The fifth step is to load the BASIC program into the Atari. Here is a text file with the BASIC code. The program is pretty short without the comments and can be typed in quickly. Alternatively, you could create an ATR file on your PC and boot from a FujiNet or other device such as SIO2PC.
The sixth step is to load the Arduino code into the IDE and flash it to the Arduino. Here is a zip file with the code for the Arduino IDE. This can be copied and pasted into the IDE. Once loaded you can then flash the Arduino. Note that the code requires the Adafruit_NeoPixel library freely available on GitHub. You can load this by navigating to the Sketch menu otion and choosing Include Library and then choosing Add Zip.
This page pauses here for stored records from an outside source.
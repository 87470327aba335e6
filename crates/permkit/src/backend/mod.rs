//! Backend abstraction for the Terraform side of the pipeline.
//!
//! The [`Backend`] trait covers the three external invocations the pipeline
//! needs, allowing for different implementations (real CLI, mock for testing).

pub mod terraform;

use crate::error::Result;
use std::path::Path;

/// External tooling used to inspect a Terraform configuration.
pub trait Backend {
    /// List the addresses currently tracked in state (`terraform state list`).
    fn state_list(&self, dir: &Path) -> Result<String>;

    /// Run a plan and write its human-readable output to `stdout_path`.
    fn plan(&self, dir: &Path, stdout_path: &Path) -> Result<()>;

    /// Convert captured plan output into the JSON read by the plan parser.
    fn convert(&self, dir: &Path, stdout_path: &Path, json_path: &Path) -> Result<()>;
}

/// Get the default backend (real terraform CLI and converter).
pub fn default_backend() -> terraform::TerraformCli {
    terraform::TerraformCli::default()
}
Finally, you are ready to try the demo. When you flash the Arduino you should see the LED array light up as shown above. You can set the DELAYVAL constant in the Arduino code to control how fast the LEDs are drawn. You can also control the brightness with BRIGHTNESS constant. A value of more than 50 is pretty bright and could hurt your eyes. You are now ready to run the BASIC code on the Atari. Once running a value of 0 should appear in the middle of the screen and the Arduino should be lighting up all the LEDs drawn in a snake like pattern. Use the – key to increase the value to 7 and the = key to decrease it back to zero. With a pause in between keystrokes, you should see the pattern change on the LED. Here is a short movie showing the demo in action.
This project opens the door to developing some pretty cool games augmented by an LED array or, with some extra effort, perhaps even a small LCD display (future project?). I love thinking about the possibilities. I would love to hear your ideas!
Note that I originally had joystick pin 1 coming to the Arduino through digital pin 1. I couldn’t figure out why that bit was always set to one. This drove me nuts until remembered there is a special marking of TX on that pin and pin 0 (RX) indicating these are used for serial communication. When I shifted the inputs over a pin it worked fine.
Also, I only used 4 bits coming from the PIA-controlled pins on joystick port 1. Further, I only used decimal values 0-7 of the possible 16 numbers. One could expand the options by using the additional bits from port 1 and the 16 from port 2 making an 8-bit byte. Of course, this would use up both joystick ports on an Atari 800XL leaving the keyboard for gameplay.
Note you can change the color of the LED pixels using the Adafruit Neopixel library command: pixels.setPixelColor(i, pixels.Color(0, 150, 0)); The three values represent RGB colors with values from 0 to 255.